Salta al contenuto principale

Verde Eldorado

verdeeldorado

Ugolino è da pochi anni nel pieno dell’adolescenza, ma il volto sfigurato da un incendio, sul quale volto sono rimasti soltanto un ciuffo di capelli e un unico occhio aperto, lo condanna nella civilissima, cattolicissima e “serenissima”, Repubblica di Venezia alla solitudine ed alla clausura. Per questo motivo il padre lo fa imbarcare, il 3 aprile 1526, col el Piloto Mayor Sebastiano Caboto alla volta delle Indie, consegnandogli il compito di prendere nota di quella avventura. Durante tutto il viaggio, come sempre, Ugolino ha il volto coperto con un cappuccio, per non mettere a disagio chi ha di fronte. In realtà Caboto viene meno ai patti con la Corona Spagnola e dirige la sua nave verso il Sud America, dove spera di trovare città ricche di gioielli e d’oro, l’Eldorado. La nave si ritrova impantanata alla confluenza del fiume Paraguay e del fiume Bermejo: sono attaccati da alcuni indigeni e quindi costretti a scappare, ma Ugolino e quattro marinai sono fatti prigionieri. Mentre i suoi compagni di sventura vanno incontro ad un destino crudele, infatti sono massacrati e passati alla brace secondo l’usanza degli indios guareneys che si nutrono dei corpi dei loro nemici, Ugolino è risparmiato, anzi è venerato perché Kulumanè-Jajay-Karai, “uomo salvato dai Karai, signori del fuoco”. Da rifiuto di una città apparentemente civilissima, diventa un dio in Terra, una persona rispettata e integrata in una tribù indigena che non solca i mari, ma si accontenta di vivere sulle sponde del Bermejo, protetta dalla foresta amazzonica…

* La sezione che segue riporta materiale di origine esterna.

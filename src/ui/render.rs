use ratatui::prelude::*;
use ratatui::widgets::{Block, Clear, Paragraph};

use crate::app::{GUTTER_WIDTH, Model};
use crate::document::RenderedLine;
use crate::editor::EditorBuffer;

use super::layout::{BlockBody, BlockLayout, EditRow};
use super::style::Theme;
use super::{overlays, status};

/// Render the complete UI.
pub fn render(model: &Model, frame: &mut Frame) {
    let area = frame.area();
    let theme = Theme::for_mode(model.settings.theme);

    let toast_active = model.active_toast().is_some();
    let footer_rows = 1 + u16::from(toast_active);
    let doc_area = Rect {
        height: area.height.saturating_sub(footer_rows),
        ..area
    };
    let toast_area = Rect {
        y: area.y + area.height.saturating_sub(footer_rows),
        height: 1,
        ..area
    };
    let status_area = Rect {
        y: area.y + area.height.saturating_sub(1),
        height: 1,
        ..area
    };

    frame.render_widget(Clear, area);
    frame.render_widget(Block::default().style(theme.base), area);
    render_document(model, &theme, frame, doc_area);

    if toast_active {
        status::render_toast_bar(model, frame, toast_area);
    }
    status::render_status_bar(model, &theme, frame, status_area);

    if model.help_visible {
        overlays::render_help_overlay(model, &theme, frame, area);
    } else if model.settings_visible {
        overlays::render_settings_overlay(model, &theme, frame, area);
    } else if let Some(menu) = &model.menu {
        overlays::render_menu_overlay(menu, &theme, frame, area);
    }
    if let Some(prompt) = &model.prompt {
        overlays::render_prompt_overlay(prompt, &theme, frame, area);
    }
}

/// Left edge of the gutter for a centred content column.
pub fn column_left(area: Rect, content_width: u16) -> u16 {
    let total = content_width + GUTTER_WIDTH;
    area.x + area.width.saturating_sub(total) / 2
}

fn render_document(model: &Model, theme: &Theme, frame: &mut Frame, area: Rect) {
    let content_width = model.content_width();
    let gutter_x = column_left(area, content_width);
    let content_x = gutter_x + GUTTER_WIDTH;
    let visible = model.viewport.visible_range();

    for block in model.layout.blocks() {
        let rows = block.rows();
        if rows.end <= visible.start || rows.start >= visible.end {
            continue;
        }
        let marker = block_marker(model, block, theme);
        for (idx, line) in block_lines(block, model.editor.as_ref(), theme).into_iter().enumerate() {
            let doc_row = block.top + idx;
            if !visible.contains(&doc_row) {
                continue;
            }
            // Visible rows are within `area.height`, which is a u16
            #[allow(clippy::cast_possible_truncation)]
            let y = area.y + (doc_row - visible.start) as u16;
            if y >= area.y + area.height {
                break;
            }
            if let Some((symbol, style)) = marker {
                frame.render_widget(
                    Paragraph::new(Span::styled(symbol, style)),
                    Rect::new(gutter_x, y, 1, 1),
                );
            }
            let width = content_width.min((area.x + area.width).saturating_sub(content_x));
            frame.render_widget(
                Paragraph::new(line).style(theme.base),
                Rect::new(content_x, y, width, 1),
            );
        }
    }
}

fn block_marker(model: &Model, block: &BlockLayout, theme: &Theme) -> Option<(&'static str, Style)> {
    if model.document.is_editing(block.id) {
        Some(("▌", theme.editing_marker))
    } else if model.editor.is_none() && model.selected == Some(block.id) {
        Some(("│", theme.selected_marker))
    } else {
        None
    }
}

fn block_lines(block: &BlockLayout, editor: Option<&EditorBuffer>, theme: &Theme) -> Vec<Line<'static>> {
    match (&block.body, editor) {
        (BlockBody::Rendered(lines), _) => lines.iter().map(|l| rendered_line(l, theme)).collect(),
        (BlockBody::Editing(rows), Some(buffer)) => rows
            .iter()
            .map(|row| editing_line(row, buffer, theme))
            .collect(),
        (BlockBody::Editing(rows), None) => rows
            .iter()
            .map(|row| Line::styled(row.text.clone(), theme.editing))
            .collect(),
    }
}

fn rendered_line(line: &RenderedLine, theme: &Theme) -> Line<'static> {
    let line_style = theme.line_style(line.line_type());
    match line.spans() {
        Some(spans) => Line::from(
            spans
                .iter()
                .map(|span| {
                    Span::styled(
                        span.text().to_string(),
                        theme.inline_style(line_style, span.style()),
                    )
                })
                .collect::<Vec<_>>(),
        ),
        None => Line::styled(line.content().to_string(), line_style),
    }
}

/// Raw row of the block being edited, with the selection and caret painted.
fn editing_line(row: &EditRow, buffer: &EditorBuffer, theme: &Theme) -> Line<'static> {
    let selection = buffer.selection();
    let caret = buffer.cursor();
    let style_at = |pos: usize| {
        if pos == caret {
            theme.cursor
        } else if (selection.start..selection.end).contains(&pos) {
            theme.editing.patch(theme.selection)
        } else {
            theme.editing
        }
    };

    let mut spans: Vec<Span<'static>> = Vec::new();
    let mut run = String::new();
    let mut run_style = theme.editing;
    for (idx, ch) in row.text.chars().enumerate() {
        let style = style_at(row.start + idx);
        if style != run_style && !run.is_empty() {
            spans.push(Span::styled(std::mem::take(&mut run), run_style));
        }
        run_style = style;
        run.push(ch);
    }
    if !run.is_empty() {
        spans.push(Span::styled(run, run_style));
    }

    let end = row.start + row.len_chars();
    if row.ends_line && caret == end {
        spans.push(Span::styled(" ", theme.cursor));
    }
    Line::from(spans)
}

Adrián Nazareno Bravi, argentino trapiantato ormai da anni in Italia dove insegna e scrive, racconta, sulla falsariga delle cronache di viaggio di Giovanni Ramusio, coevo di Ugolino, appunto, un breve romanzo di formazione di un giovane adolescente che scopre i valori dell’inclusione e della civiltà proprio in un mondo considerato pagano e involuto. Si tratta di un testo che ricerca i valori fondanti del vivere insieme, attraverso il rancore di un ragazzo abbandonato da un padre che lo considera spacciato in una società che emargina i diversi, ma che invece è accettato e incluso in una tribù indigena che fa dell’assenza di leggi e regole il fondamento della civiltà stessa. La critica ai pregiudizi, ambientata in un contesto così lontano come quello dell’inizio del Cinquecento, probabilmente scelto perché periodo fecondo di dissertazioni sul buon gusto, sulle buone maniere, sull’ideale prima ancora che sull’umano, e per questo presentato come il più incivile dato che emargina chi è diverso, fisicamente diverso (e potremmo dire anche ideologicamente diverso dato che nel ‘500 si consuma la sanguinosa scissione fra i cattolici e protestanti), è presentata sullo sfondo della ricerca dell’Eldorado: la scelta è fra una società che discrimina e compete nel segno della ricchezza che ricerca senza farsi scrupoli e dell’apparenza ed una società che considera i diversi stessi come una ricchezza. Forse sta proprio qui l’Eldorado.